Check each line of the data for "Send", and copy the ones that have it.
====== Exercise inputs ======
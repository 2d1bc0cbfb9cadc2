// ============================================================================
// Seedwork - Generic Domain Building Blocks
// ============================================================================
//
// Reusable DDD infrastructure shared by every bounded context.
// Domain-specific code is in src/domain/
//
// ============================================================================

// Core abstractions (GENERIC - value objects, events, aggregates, errors)
pub mod core;
// Persistence contracts (GENERIC - repositories and unit of work)
pub mod store;

// Re-export core infrastructure
pub use self::core::*;
pub use self::store::*;
use chrono::{DateTime, Utc};
use serde::{Deserialize, Serialize};
use std::sync::Arc;
use uuid::Uuid;

use crate::domain::member::{Member, MemberRepository, ProfileUpdate, Role};
use crate::domain::Passport;
use crate::seedwork::{AggregateRoot, DomainError, Repository, UnitOfWork};
use super::data_sources::DataSources;

// ============================================================================
// Member Application Service
// ============================================================================

#[derive(Debug, Clone, PartialEq, Serialize, Deserialize)]
#[serde(rename_all = "camelCase")]
pub struct ProfileView {
    pub name: Option<String>,
    pub email: Option<String>,
    pub bio: Option<String>,
    pub interests: Vec<String>,
}

#[derive(Debug, Clone, PartialEq, Serialize, Deserialize)]
#[serde(rename_all = "camelCase")]
pub struct MemberView {
    pub id: Uuid,
    pub community_id: Uuid,
    pub user_id: Uuid,
    pub member_name: String,
    pub role: Role,
    pub profile: ProfileView,
    pub created_at: DateTime<Utc>,
    pub updated_at: DateTime<Utc>,
}

impl From<&Member> for MemberView {
    fn from(member: &Member) -> Self {
        let props = member.props();
        Self {
            id: member.id(),
            community_id: props.community_id,
            user_id: props.user_id,
            member_name: props.member_name.to_string(),
            role: props.role,
            profile: ProfileView {
                name: props.profile.name.as_ref().map(ToString::to_string),
                email: props.profile.email.as_ref().map(ToString::to_string),
                bio: props.profile.bio.as_ref().map(ToString::to_string),
                interests: props.profile.interests.to_strings(),
            },
            created_at: props.created_at,
            updated_at: props.updated_at,
        }
    }
}

#[derive(Clone)]
pub struct MemberApplicationService {
    data_sources: Arc<DataSources>,
}

impl MemberApplicationService {
    pub fn new(data_sources: Arc<DataSources>) -> Self {
        Self { data_sources }
    }

    /// Add `user_id` to an existing community. A user holds at most one
    /// membership per community.
    pub async fn create_member(
        &self,
        passport: &Passport,
        community_id: Uuid,
        user_id: Uuid,
        member_name: &str,
        role: Role,
    ) -> Result<MemberView, DomainError> {
        // The community must exist before anyone can join it.
        self.data_sources
            .community
            .with_transaction(passport, move |repo| {
                Box::pin(async move { repo.get(community_id).await.map(|_| ()) })
            })
            .await?;

        let member_name = member_name.to_string();
        let view = self
            .data_sources
            .member
            .with_transaction(passport, move |repo| {
                Box::pin(async move {
                    match repo.get_by_community_and_user(community_id, user_id).await {
                        Ok(existing) => {
                            return Err(DomainError::conflict(format!(
                                "user {} is already member {} of community {}",
                                user_id,
                                existing.id(),
                                community_id
                            )));
                        }
                        Err(e) if e.is_not_found() => {}
                        Err(e) => return Err(e),
                    }

                    let mut member =
                        repo.get_new_instance(community_id, user_id, &member_name, role)?;
                    repo.save(&mut member).await?;
                    Ok(MemberView::from(&member))
                })
            })
            .await?;

        tracing::info!(
            member_id = %view.id,
            community_id = %community_id,
            role = ?role,
            "Member created"
        );
        Ok(view)
    }

    pub async fn update_profile(
        &self,
        passport: &Passport,
        member_id: Uuid,
        update: ProfileUpdate,
    ) -> Result<MemberView, DomainError> {
        self.data_sources
            .member
            .with_transaction(passport, move |repo| {
                Box::pin(async move {
                    let mut member = repo.get(member_id).await?;
                    let changed = member.update_profile(update)?;
                    if !changed.is_empty() {
                        repo.save(&mut member).await?;
                    }
                    Ok(MemberView::from(&member))
                })
            })
            .await
    }

    pub async fn rename_member(
        &self,
        passport: &Passport,
        member_id: Uuid,
        member_name: &str,
    ) -> Result<MemberView, DomainError> {
        let member_name = member_name.to_string();
        self.data_sources
            .member
            .with_transaction(passport, move |repo| {
                Box::pin(async move {
                    let mut member = repo.get(member_id).await?;
                    member.set_member_name(&member_name)?;
                    repo.save(&mut member).await?;
                    Ok(MemberView::from(&member))
                })
            })
            .await
    }

    /// Requires `ManageMembers` in the member's community.
    pub async fn change_role(
        &self,
        passport: &Passport,
        member_id: Uuid,
        role: Role,
    ) -> Result<MemberView, DomainError> {
        let view = self
            .data_sources
            .member
            .with_transaction(passport, move |repo| {
                Box::pin(async move {
                    let mut member = repo.get(member_id).await?;
                    member.set_role(role)?;
                    repo.save(&mut member).await?;
                    Ok(MemberView::from(&member))
                })
            })
            .await?;

        tracing::info!(member_id = %member_id, role = ?role, "Member role changed");
        Ok(view)
    }

    /// Members may leave on their own; removing someone else requires
    /// `ManageMembers`.
    pub async fn remove_member(&self, passport: &Passport, member_id: Uuid) -> Result<(), DomainError> {
        self.data_sources
            .member
            .with_transaction(passport, move |repo| {
                Box::pin(async move {
                    let member = repo.get(member_id).await?;
                    member.ensure_can_delete()?;
                    repo.delete(member_id).await
                })
            })
            .await?;

        tracing::info!(member_id = %member_id, "Member removed");
        Ok(())
    }

    pub async fn query_by_id(
        &self,
        passport: &Passport,
        member_id: Uuid,
    ) -> Result<MemberView, DomainError> {
        self.data_sources
            .member
            .with_transaction(passport, move |repo| {
                Box::pin(async move {
                    let member = repo.get(member_id).await?;
                    Ok(MemberView::from(&member))
                })
            })
            .await
    }

    pub async fn query_by_community(
        &self,
        passport: &Passport,
        community_id: Uuid,
    ) -> Result<Vec<MemberView>, DomainError> {
        self.data_sources
            .member
            .with_transaction(passport, move |repo| {
                Box::pin(async move {
                    let members = repo.list_by_community(community_id).await?;
                    Ok(members.iter().map(MemberView::from).collect())
                })
            })
            .await
    }
}
use futures_util::future::BoxFuture;
use serde_json::Value;
use std::fmt;
use std::str::FromStr;
use std::sync::Arc;
use uuid::Uuid;

use crate::domain::{Passport, Permission};
use crate::seedwork::DomainError;
use super::context::GraphContext;

// ============================================================================
// Resolver Module Contract
// ============================================================================

/// `(type, field)` pair a resolver or permission rule is registered for.
#[derive(Debug, Clone, PartialEq, Eq, Hash, PartialOrd, Ord)]
pub struct FieldKey {
    pub type_name: String,
    pub field_name: String,
}

impl FieldKey {
    pub fn new(type_name: impl Into<String>, field_name: impl Into<String>) -> Self {
        Self {
            type_name: type_name.into(),
            field_name: field_name.into(),
        }
    }

    pub fn query(field_name: impl Into<String>) -> Self {
        Self::new("Query", field_name)
    }

    pub fn mutation(field_name: impl Into<String>) -> Self {
        Self::new("Mutation", field_name)
    }
}

impl fmt::Display for FieldKey {
    fn fmt(&self, f: &mut fmt::Formatter<'_>) -> fmt::Result {
        write!(f, "{}.{}", self.type_name, self.field_name)
    }
}

pub type ResolverFuture = BoxFuture<'static, Result<Value, DomainError>>;
pub type ResolverFn = Arc<dyn Fn(GraphContext, Value) -> ResolverFuture + Send + Sync>;

/// Wrap an async closure as a [`ResolverFn`].
pub fn resolver<F, Fut>(f: F) -> ResolverFn
where
    F: Fn(GraphContext, Value) -> Fut + Send + Sync + 'static,
    Fut: std::future::Future<Output = Result<Value, DomainError>> + Send + 'static,
{
    Arc::new(move |ctx: GraphContext, args: Value| -> ResolverFuture { Box::pin(f(ctx, args)) })
}

/// Gate evaluated before a field's resolver runs.
#[derive(Debug, Clone, PartialEq, Eq)]
pub enum PermissionRule {
    Allow,
    Deny,
    Authenticated,
    System,
    /// The passport must hold `permission` in the community whose id is
    /// passed as argument `arg`.
    CommunityPermission {
        arg: &'static str,
        permission: Permission,
    },
}

impl PermissionRule {
    pub fn evaluate(&self, passport: &Passport, args: &Value) -> Result<(), DomainError> {
        match self {
            Self::Allow => Ok(()),
            Self::Deny => Err(DomainError::permission_denied("field is not accessible")),
            Self::Authenticated => passport.ensure_authenticated("field"),
            Self::System => passport.ensure_system("field"),
            Self::CommunityPermission { arg, permission } => {
                let community_id = args
                    .get(*arg)
                    .and_then(Value::as_str)
                    .and_then(|raw| Uuid::parse_str(raw).ok())
                    .ok_or_else(|| {
                        DomainError::permission_denied(format!(
                            "argument {arg} must carry a community id"
                        ))
                    })?;
                passport.ensure(community_id, *permission, "field")
            }
        }
    }
}

impl FromStr for PermissionRule {
    type Err = String;

    /// Parses the rules that take no arguments; used for the configured
    /// default rule.
    fn from_str(s: &str) -> Result<Self, Self::Err> {
        match s.trim().to_ascii_lowercase().as_str() {
            "allow" => Ok(Self::Allow),
            "deny" => Ok(Self::Deny),
            "authenticated" => Ok(Self::Authenticated),
            "system" => Ok(Self::System),
            other => Err(format!("unknown permission rule: {other}")),
        }
    }
}

/// A unit of schema: SDL fragment, resolvers and permission rules.
///
/// Modules are listed explicitly when the schema is composed, so the set of
/// resolvers is fixed at compile time.
pub trait ResolverModule: Send + Sync {
    fn name(&self) -> &'static str;

    fn type_defs(&self) -> &'static str;

    fn resolvers(&self) -> Vec<(FieldKey, ResolverFn)>;

    fn permissions(&self) -> Vec<(FieldKey, PermissionRule)>;
}

/// Failure to merge modules into one schema.
#[derive(Debug, thiserror::Error)]
pub enum CompositionError {
    #[error("resolver for {key} registered by both {first} and {second}")]
    DuplicateResolver {
        key: FieldKey,
        first: String,
        second: String,
    },

    #[error("conflicting permission rules for {key} in {first} and {second}")]
    ConflictingPermission {
        key: FieldKey,
        first: String,
        second: String,
    },

    #[error("type {type_name} defined by both {first} and {second}")]
    DuplicateTypeDefinition {
        type_name: String,
        first: String,
        second: String,
    },

    #[error("failed to read type definitions from {path}: {message}")]
    Io { path: String, message: String },
}

impl From<CompositionError> for DomainError {
    fn from(err: CompositionError) -> Self {
        match err {
            CompositionError::Io { .. } => DomainError::Persistence(err.to_string()),
            _ => DomainError::conflict(err.to_string()),
        }
    }
}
======
• _Output for this task_
pub type ResolverFn = Arc<dyn Fn(GraphContext, Value) -> ResolverFuture + Send + Sync>;
    F: Fn(GraphContext, Value) -> Fut + Send + Sync + 'static,
    Fut: std::future::Future<Output = Result<Value, DomainError>> + Send + 'static,
pub trait ResolverModule: Send + Sync {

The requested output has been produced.